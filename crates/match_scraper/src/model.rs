use std::fmt;

use serde::{Serialize, Serializer};

/// Event name used when a listing gives no tournament.
pub const UNKNOWN_EVENT: &str = "Unknown";

/// Series format. Serialized as `"bo3"` / `"unknown"`.
#[derive(Debug, Clone, Copy, PartialEq, Eq)]
pub enum BestOf {
    Bo(u32),
    Unknown,
}

impl fmt::Display for BestOf {
    fn fmt(&self, f: &mut fmt::Formatter<'_>) -> fmt::Result {
        match self {
            BestOf::Bo(n) => write!(f, "bo{n}"),
            BestOf::Unknown => f.write_str("unknown"),
        }
    }
}

impl Serialize for BestOf {
    fn serialize<S: Serializer>(&self, serializer: S) -> Result<S::Ok, S::Error> {
        serializer.collect_str(self)
    }
}

/// Maps won by each side of a live series; `"1 - ?"` when a side is missing.
#[derive(Debug, Clone, Default, PartialEq, Eq)]
pub struct MapScore {
    pub team1: Option<String>,
    pub team2: Option<String>,
}

impl fmt::Display for MapScore {
    fn fmt(&self, f: &mut fmt::Formatter<'_>) -> fmt::Result {
        write!(
            f,
            "{} - {}",
            self.team1.as_deref().unwrap_or("?"),
            self.team2.as_deref().unwrap_or("?")
        )
    }
}

impl Serialize for MapScore {
    fn serialize<S: Serializer>(&self, serializer: S) -> Result<S::Ok, S::Error> {
        serializer.collect_str(self)
    }
}

/// One normalized HLTV match.
#[derive(Debug, Clone, PartialEq, Serialize)]
#[serde(rename_all = "camelCase")]
pub struct MatchRecord {
    pub team1: String,
    pub team2: String,
    pub logo1: Option<String>,
    pub logo2: Option<String>,
    pub event: String,
    pub best_of: BestOf,
    #[serde(skip_serializing_if = "Option::is_none")]
    pub map_score: Option<MapScore>,
    pub time: Option<String>,
    pub link: Option<String>,
    pub match_id: Option<String>,
    pub stream_url: Option<String>,
    pub stream: Option<String>,
    pub is_live: bool,
}

impl MatchRecord {
    /// Live records with a missing stream, time or event are worth a detail
    /// page fetch.
    pub fn needs_enrichment(&self) -> bool {
        self.is_live && (self.stream.is_none() || self.time.is_none() || self.event == UNKNOWN_EVENT)
    }
}

/// Listing page split into live and upcoming matches, each in page order.
#[derive(Debug, Clone, Default, PartialEq, Serialize)]
#[serde(rename_all = "camelCase")]
pub struct ScrapeResult {
    pub live_matches: Vec<MatchRecord>,
    pub upcoming_matches: Vec<MatchRecord>,
}

impl ScrapeResult {
    pub fn find_by_match_id(&self, match_id: &str) -> Option<&MatchRecord> {
        self.live_matches
            .iter()
            .chain(self.upcoming_matches.iter())
            .find(|m| m.match_id.as_deref() == Some(match_id))
    }

    pub fn total(&self) -> usize {
        self.live_matches.len() + self.upcoming_matches.len()
    }
}

/// One live Valorant match from vlr.gg.
#[derive(Debug, Clone, PartialEq, Serialize)]
pub struct VlrMatch {
    pub team1: String,
    pub team2: String,
    pub flag1: Option<String>,
    pub flag2: Option<String>,
    pub score1: Option<String>,
    pub score2: Option<String>,
    pub time_until_match: String,
    pub match_series: String,
    pub match_event: String,
    pub unix_timestamp: Option<String>,
    pub match_page: Option<String>,
    pub current_map: Option<String>,
    pub stream_url: Option<String>,
    pub best_of: BestOf,
}

#[derive(Debug, Clone, PartialEq, Serialize)]
pub struct VlrFeed {
    pub success: bool,
    pub data: Vec<VlrMatch>,
    pub count: usize,
}

impl VlrFeed {
    pub fn new(data: Vec<VlrMatch>) -> Self {
        Self {
            success: true,
            count: data.len(),
            data,
        }
    }
}
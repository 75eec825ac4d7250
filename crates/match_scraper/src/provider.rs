//! Where page HTML comes from.
//!
//! HLTV builds its match list client side, so it goes through a headless
//! Chrome session. vlr.gg is server rendered and a plain HTTP fetch is
//! enough. Both hand back raw HTML for the `scraper` backend.

use std::ffi::OsStr;
use std::time::Duration;

use async_trait::async_trait;
use headless_chrome::{Browser, LaunchOptions, Tab};
use reqwest::header::{HeaderMap, HeaderValue, ACCEPT, ACCEPT_LANGUAGE, UPGRADE_INSECURE_REQUESTS};
use tokio::task;
use tracing::{debug, info};

use crate::config::ScraperConfig;
use crate::error::{Result, ScrapeError};

const ACCEPT_HTML: &str = "text/html,application/xhtml+xml,application/xml;q=0.9,image/avif,image/webp,*/*;q=0.8";
const ACCEPT_LANGUAGE_EN: &str = "en-US,en;q=0.9";

const CHROME_ARGS: &[&str] = &[
    "--disable-setuid-sandbox",
    "--disable-dev-shm-usage",
    "--disable-accelerated-2d-canvas",
    "--no-first-run",
    "--no-zygote",
    "--disable-gpu",
];

#[derive(Debug, Clone)]
pub struct PageRequest {
    pub url: String,
    /// Selector that must be present before the HTML is read. Only the
    /// renderer honours it.
    pub wait_for: Option<String>,
    pub timeout: Duration,
}

impl PageRequest {
    pub fn new(url: impl Into<String>, timeout: Duration) -> Self {
        Self {
            url: url.into(),
            wait_for: None,
            timeout,
        }
    }

    pub fn wait_for(mut self, selector: impl Into<String>) -> Self {
        self.wait_for = Some(selector.into());
        self
    }
}

#[async_trait]
pub trait DocumentProvider: Send + Sync {
    async fn load(&self, request: &PageRequest) -> Result<String>;
}

/// Plain HTTP fetches with browser-like headers.
pub struct HttpFetcher {
    client: reqwest::Client,
}

impl HttpFetcher {
    pub fn new(config: &ScraperConfig) -> Result<Self> {
        let mut headers = HeaderMap::new();
        headers.insert(ACCEPT, HeaderValue::from_static(ACCEPT_HTML));
        headers.insert(ACCEPT_LANGUAGE, HeaderValue::from_static(ACCEPT_LANGUAGE_EN));
        headers.insert(UPGRADE_INSECURE_REQUESTS, HeaderValue::from_static("1"));

        let mut builder = reqwest::Client::builder()
            .default_headers(headers)
            .user_agent(config.user_agent.as_str())
            .timeout(config.http_timeout)
            .gzip(true);

        if let Some(proxy) = &config.proxy {
            let proxy = reqwest::Proxy::all(proxy.as_str())
                .map_err(|e| ScrapeError::Config(format!("bad proxy {proxy}: {e}")))?;
            builder = builder.proxy(proxy);
        }

        let client = builder
            .build()
            .map_err(|e| ScrapeError::Config(format!("failed to build HTTP client: {e}")))?;
        Ok(Self { client })
    }
}

#[async_trait]
impl DocumentProvider for HttpFetcher {
    async fn load(&self, request: &PageRequest) -> Result<String> {
        let resp = self
            .client
            .get(&request.url)
            .timeout(request.timeout)
            .send()
            .await
            .map_err(|e| ScrapeError::fetch(&request.url, e))?;

        let status = resp.status();
        if !status.is_success() {
            return Err(ScrapeError::fetch(&request.url, format!("HTTP {status}")));
        }

        resp.text()
            .await
            .map_err(|e| ScrapeError::fetch(&request.url, e))
    }
}

/// One headless Chrome process, shared by every page load of a single
/// scrape. The process is torn down when the session is dropped.
pub struct ChromeSession {
    browser: Browser,
    user_agent: String,
    wait_timeout: Duration,
}

impl ChromeSession {
    pub async fn launch(config: &ScraperConfig) -> Result<Self> {
        let config = config.clone();
        task::spawn_blocking(move || Self::launch_blocking(&config))
            .await
            .map_err(|e| ScrapeError::Browser(format!("launch task failed: {e}")))?
    }

    fn launch_blocking(config: &ScraperConfig) -> Result<Self> {
        let proxy_arg = config.proxy.as_ref().map(|p| format!("--proxy-server={p}"));
        let mut args: Vec<&OsStr> = CHROME_ARGS.iter().map(OsStr::new).collect();
        if let Some(arg) = &proxy_arg {
            args.push(OsStr::new(arg));
        }

        let options = LaunchOptions::default_builder()
            .headless(true)
            .sandbox(false)
            .window_size(Some((1920, 1080)))
            .path(config.chrome_path.clone())
            .idle_browser_timeout(config.render_timeout + config.wait_timeout)
            .args(args)
            .build()
            .map_err(|e| ScrapeError::Browser(format!("invalid launch options: {e}")))?;

        let browser = Browser::new(options)
            .map_err(|e| ScrapeError::Browser(format!("failed to launch Chrome: {e}")))?;
        info!("headless Chrome session started");

        Ok(Self {
            browser,
            user_agent: config.user_agent.clone(),
            wait_timeout: config.wait_timeout,
        })
    }
}

#[async_trait]
impl DocumentProvider for ChromeSession {
    async fn load(&self, request: &PageRequest) -> Result<String> {
        let browser = self.browser.clone();
        let user_agent = self.user_agent.clone();
        let wait_timeout = self.wait_timeout;
        let request = request.clone();

        task::spawn_blocking(move || {
            let tab = browser
                .new_tab()
                .map_err(|e| ScrapeError::Browser(format!("failed to open tab: {e}")))?;
            let html = render_in_tab(&tab, &user_agent, wait_timeout, &request);
            if let Err(e) = tab.close(true) {
                debug!("closing tab for {} failed: {e}", request.url);
            }
            html
        })
        .await
        .map_err(|e| ScrapeError::Browser(format!("render task failed: {e}")))?
    }
}

fn render_in_tab(
    tab: &Tab,
    user_agent: &str,
    wait_timeout: Duration,
    request: &PageRequest,
) -> Result<String> {
    let url = request.url.as_str();
    tab.set_default_timeout(request.timeout);
    tab.set_user_agent(user_agent, Some(ACCEPT_LANGUAGE_EN), None)
        .map_err(|e| ScrapeError::fetch(url, e))?;
    tab.navigate_to(url)
        .map_err(|e| ScrapeError::fetch(url, e))?
        .wait_until_navigated()
        .map_err(|e| ScrapeError::fetch(url, e))?;

    if let Some(selector) = &request.wait_for {
        tab.wait_for_element_with_custom_timeout(selector, wait_timeout)
            .map_err(|_| ScrapeError::SelectorTimeout {
                url: url.to_string(),
                selector: selector.clone(),
                waited: wait_timeout,
            })?;
    }

    tab.get_content().map_err(|e| ScrapeError::fetch(url, e))
}

#[cfg(test)]
mod tests {
    use super::*;

    #[test]
    fn page_request_builder_sets_wait_selector() {
        let request = PageRequest::new("https://www.hltv.org/matches", Duration::from_secs(5))
            .wait_for(".match");
        assert_eq!(request.wait_for.as_deref(), Some(".match"));
        assert_eq!(request.timeout, Duration::from_secs(5));
    }

    #[test]
    fn http_fetcher_builds_with_proxy() {
        let config = ScraperConfig {
            proxy: Some("http://127.0.0.1:8080".to_string()),
            ..ScraperConfig::default()
        };
        assert!(HttpFetcher::new(&config).is_ok());
    }
}
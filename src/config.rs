use std::env;
use std::path::PathBuf;
use std::time::Duration;

use anyhow::{Context, Result};
use match_scraper::ScraperConfig;

pub const DEFAULT_CACHE_TTL_SECS: u64 = 5 * 60;

#[derive(Debug, Clone)]
pub struct ServerConfig {
    pub host: String,
    pub port: u16,
    pub cache_ttl: Duration,
    pub log_dir: PathBuf,
    pub scraper: ScraperConfig,
}

impl ServerConfig {
    pub fn from_env() -> Result<Self> {
        let host = env::var("HOST").unwrap_or_else(|_| "0.0.0.0".to_string());
        let port = match env::var("PORT") {
            Ok(raw) => raw.trim().parse::<u16>().context("Invalid PORT")?,
            Err(_) => 3000,
        };
        let cache_ttl = env::var("CACHE_TTL_SECS")
            .ok()
            .and_then(|v| v.trim().parse::<u64>().ok())
            .unwrap_or(DEFAULT_CACHE_TTL_SECS);
        let log_dir = env::var("FEED_LOG_DIR").unwrap_or_else(|_| "logs".to_string());

        Ok(Self {
            host,
            port,
            cache_ttl: Duration::from_secs(cache_ttl),
            log_dir: PathBuf::from(log_dir),
            scraper: ScraperConfig::from_env(),
        })
    }

    pub fn bind_addr(&self) -> String {
        format!("{}:{}", self.host, self.port)
    }
}
//! Esports match listings scraped into a normalized feed.
//!
//! - HLTV (CS2): client-rendered listing, loaded through headless Chrome,
//!   normalized into live/upcoming [`MatchRecord`]s, then live matches with
//!   gaps are patched from their own detail pages.
//! - vlr.gg (Valorant): server-rendered home page over plain HTTP, live
//!   matches only.
//!
//! Field extraction never fails; only reaching the source page can.

pub mod classify;
pub mod config;
pub mod document;
pub mod enrich;
pub mod error;
pub mod extract;
pub mod hltv;
pub mod model;
pub mod normalize;
pub mod provider;
pub mod vlr;

#[cfg(test)]
pub(crate) mod testing;

pub use config::ScraperConfig;
pub use error::{Result, ScrapeError};
pub use extract::live_viewer_url;
pub use hltv::HltvScraper;
pub use model::{BestOf, MapScore, MatchRecord, ScrapeResult, VlrFeed, VlrMatch, UNKNOWN_EVENT};
pub use provider::{ChromeSession, DocumentProvider, HttpFetcher, PageRequest};
pub use vlr::VlrScraper;
pub fn router(state: Arc<AppState>) -> Router {
    Router::new()
        .route("/", get(index))
        .route("/health", get(health))
        .route("/hltv", get(hltv_matches))
        .route("/hltv/basic", get(hltv_basic))
        .route("/hltv/streams/{match_id}", get(hltv_streams))
        .route("/hltv/match/{match_id}", get(hltv_match))
        .route("/live-matches", get(vlr_live_matches))
        .route("/clear-cache", post(clear_cache))
        .fallback(not_found)
        .with_state(state)
        .layer(
            CorsLayer::new()
                .allow_origin(Any)
                .allow_methods(Any)
                .allow_headers(Any),
        )
        .layer(
            TraceLayer::new_for_http().make_span_with(|request: &axum::http::Request<_>| {
                tracing::info_span!(
                    "http_request",
                    method = %request.method(),
                    path = %request.uri().path(),
                )
            }),
        )
}

// --- Errors ---

/// Error body shared by every non-2xx response.
#[derive(Debug)]
pub struct ApiError {
    status: StatusCode,
    error: String,
    details: String,
}

impl ApiError {
    fn new(status: StatusCode, error: impl Into<String>, details: impl Into<String>) -> Self {
        Self {
            status,
            error: error.into(),
            details: details.into(),
        }
    }

    fn scrape(error: &str, err: &ScrapeError) -> Self {
        Self::new(StatusCode::INTERNAL_SERVER_ERROR, error, err.to_string())
    }
}

impl IntoResponse for ApiError {
    fn into_response(self) -> Response {
        let body = json!({
            "error": self.error,
            "details": self.details,
            "timestamp": now_iso(),
        });
        (self.status, Json(body)).into_response()
    }
}

fn endpoint_map() -> Value {
    ENDPOINTS
        .iter()
        .map(|(route, what)| (route.to_string(), Value::from(*what)))
        .collect::<serde_json::Map<_, _>>()
        .into()
}
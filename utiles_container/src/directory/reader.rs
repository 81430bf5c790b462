//! Reads tiles out of a `<z>/<x>/<y>.<ext>` directory pyramid, with format
//! classification left to the filename extension (directories are trusted
//! to be consistent; `utiles_core::sniff` is used only as a fallback when
//! the extension is missing or unrecognized).

use anyhow::{ensure, Context, Result};
use std::collections::BTreeMap;
use std::fs;
use std::path::{Path, PathBuf};
use utiles_core::{Tile, TileFormat, TileType};

/// A handle on a directory-pyramid tile source.
pub struct DirectoryReader {
	root: PathBuf,
	tile_map: BTreeMap<Tile, PathBuf>,
}

impl DirectoryReader {
	/// Open a directory and index every `<z>/<x>/<y>.<ext>` file beneath
	/// it. `metadata.json` and any other non-numeric entries are skipped.
	pub fn open(root: &Path) -> Result<Self> {
		ensure!(root.exists(), "directory {root:?} does not exist");
		ensure!(root.is_dir(), "{root:?} is not a directory");

		let mut tile_map = BTreeMap::new();
		for z_entry in read_numeric_dirs(root)? {
			let z: u8 = z_entry
				.file_name()
				.and_then(|n| n.to_str())
				.and_then(|n| n.parse().ok())
				.context("invalid zoom directory name")?;
			for x_entry in read_numeric_dirs(&z_entry)? {
				let x: u32 = x_entry
					.file_name()
					.and_then(|n| n.to_str())
					.and_then(|n| n.parse().ok())
					.context("invalid x directory name")?;
				for file in fs::read_dir(&x_entry)? {
					let file = file?;
					let path = file.path();
					if !path.is_file() {
						continue;
					}
					if let Some(y) = parse_y(&path) {
						if let Ok(tile) = Tile::new(x, y, z) {
							tile_map.insert(tile, path);
						}
					}
				}
			}
		}

		Ok(Self {
			root: root.to_path_buf(),
			tile_map,
		})
	}

	#[must_use]
	pub fn root(&self) -> &Path {
		&self.root
	}

	#[must_use]
	pub fn tile_count(&self) -> usize {
		self.tile_map.len()
	}

	/// Read a single tile's raw bytes, if present.
	pub fn get_tile(&self, tile: Tile) -> Result<Option<Vec<u8>>> {
		match self.tile_map.get(&tile) {
			Some(path) => Ok(Some(fs::read(path)?)),
			None => Ok(None),
		}
	}

	/// Every tile in the pyramid, in canonical `(z, y, x)` order.
	pub fn all_tiles(&self) -> Result<Vec<(Tile, Vec<u8>)>> {
		self.tile_map
			.iter()
			.map(|(t, p)| Ok((*t, fs::read(p)?)))
			.collect()
	}

	/// Stream tiles out of the pyramid one file at a time. The index
	/// (`tile_map`) is already in memory, so unlike the MBTiles reader this
	/// needs no background thread: each file is only read when the caller
	/// asks for the next item.
	pub fn iter_tiles(&self) -> impl Iterator<Item = Result<(Tile, Vec<u8>, TileType)>> + '_ {
		self.tile_map.iter().map(|(t, p)| {
			let data = fs::read(p)?;
			let mut tile_type = utiles_core::sniff(&data);
			tile_type.format = format_for(p, &data);
			Ok((*t, data, tile_type))
		})
	}

	/// Parse the sibling `metadata.json`, if present.
	pub fn metadata(&self) -> Result<Option<serde_json::Value>> {
		let path = self.root.join("metadata.json");
		if !path.exists() {
			return Ok(None);
		}
		let text = fs::read_to_string(&path)?;
		Ok(Some(serde_json::from_str(&text)?))
	}
}

fn read_numeric_dirs(dir: &Path) -> Result<Vec<PathBuf>> {
	let mut out = Vec::new();
	for entry in fs::read_dir(dir)? {
		let entry = entry?;
		let path = entry.path();
		if path.is_dir() {
			if let Some(name) = path.file_name().and_then(|n| n.to_str()) {
				if name.chars().all(|c| c.is_ascii_digit()) {
					out.push(path);
				}
			}
		}
	}
	Ok(out)
}

/// Parse the `y` component out of a `<y>.<ext>` filename.
fn parse_y(path: &Path) -> Option<u32> {
	let stem = path.file_stem()?.to_str()?;
	stem.parse().ok()
}

/// Best-effort format for a stored tile file, preferring the extension and
/// falling back to signature sniffing.
#[must_use]
pub fn format_for(path: &Path, data: &[u8]) -> TileFormat {
	match path.extension().and_then(|e| e.to_str()) {
		Some("png") => TileFormat::Png,
		Some("jpg" | "jpeg") => TileFormat::Jpg,
		Some("gif") => TileFormat::Gif,
		Some("webp") => TileFormat::Webp,
		Some("pbf" | "mvt") => TileFormat::Pbf,
		Some("json") => TileFormat::Json,
		_ => utiles_core::sniff(data).format,
	}
}

#[cfg(test)]
mod tests {
	use super::*;
	use crate::directory::writer::DirectoryWriter;
	use tempfile::tempdir;

	#[test]
	fn indexes_written_tiles() {
		let dir = tempdir().unwrap();
		let writer = DirectoryWriter::new(dir.path().to_path_buf());
		writer.write_tile(Tile::new(1, 2, 3).unwrap(), b"data", TileFormat::Png).unwrap();

		let reader = DirectoryReader::open(dir.path()).unwrap();
		assert_eq!(reader.tile_count(), 1);
		let data = reader.get_tile(Tile::new(1, 2, 3).unwrap()).unwrap().unwrap();
		assert_eq!(data, b"data");
	}

	#[test]
	fn missing_metadata_is_none() {
		let dir = tempdir().unwrap();
		fs::create_dir_all(dir.path().join("0/0")).unwrap();
		let reader = DirectoryReader::open(dir.path()).unwrap();
		assert!(reader.metadata().unwrap().is_none());
	}

	#[test]
	fn iter_tiles_yields_the_same_rows_as_all_tiles() {
		let dir = tempdir().unwrap();
		let writer = DirectoryWriter::new(dir.path().to_path_buf());
		writer.write_tile(Tile::new(1, 2, 3).unwrap(), b"data", TileFormat::Png).unwrap();
		writer.write_tile(Tile::new(0, 0, 1).unwrap(), b"more-data", TileFormat::Png).unwrap();

		let reader = DirectoryReader::open(dir.path()).unwrap();
		let eager = reader.all_tiles().unwrap();
		let streamed: Vec<(Tile, Vec<u8>)> = reader
			.iter_tiles()
			.map(|row| row.map(|(t, d, _)| (t, d)))
			.collect::<Result<_>>()
			.unwrap();
		assert_eq!(eager, streamed);
	}
}
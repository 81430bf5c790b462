//! `agg-hash <path> [--bbox …]`: one MD5 digest over an entire tile set.

use anyhow::Result;
use clap::Args;
use std::path::PathBuf;

#[derive(Args, Debug)]
pub struct Subcommand {
	pub path: PathBuf,

	#[arg(long, num_args = 4, allow_negative_numbers = true)]
	pub bbox: Option<Vec<f64>>,
}

pub fn run(args: &Subcommand) -> Result<()> {
	let bbox = args.bbox.as_deref().map(crate::tools::tiles::bbox_from_slice).transpose()?;
	let report = utiles_container::agg_hash(&args.path, bbox)?;
	println!("{}", serde_json::json!({"hash": report.hash, "ntiles": report.ntiles}));
	Ok(())
}
//! `rimraf <dir>`: recursively remove a directory pyramid.

use anyhow::Result;
use clap::Args;
use std::path::PathBuf;

#[derive(Args, Debug)]
pub struct Subcommand {
	pub dir: PathBuf,
}

pub fn run(args: &Subcommand) -> Result<()> {
	utiles_container::directory::rimraf(&args.dir)
}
====================
**Problem statement**
Where does "VlrFeed" occur in the data? Copy each line that has it.

**Task output**
pub struct VlrFeed {
impl VlrFeed {
pub use model::{BestOf, MapScore, MatchRecord, ScrapeResult, VlrFeed, VlrMatch, UNKNOWN_EVENT};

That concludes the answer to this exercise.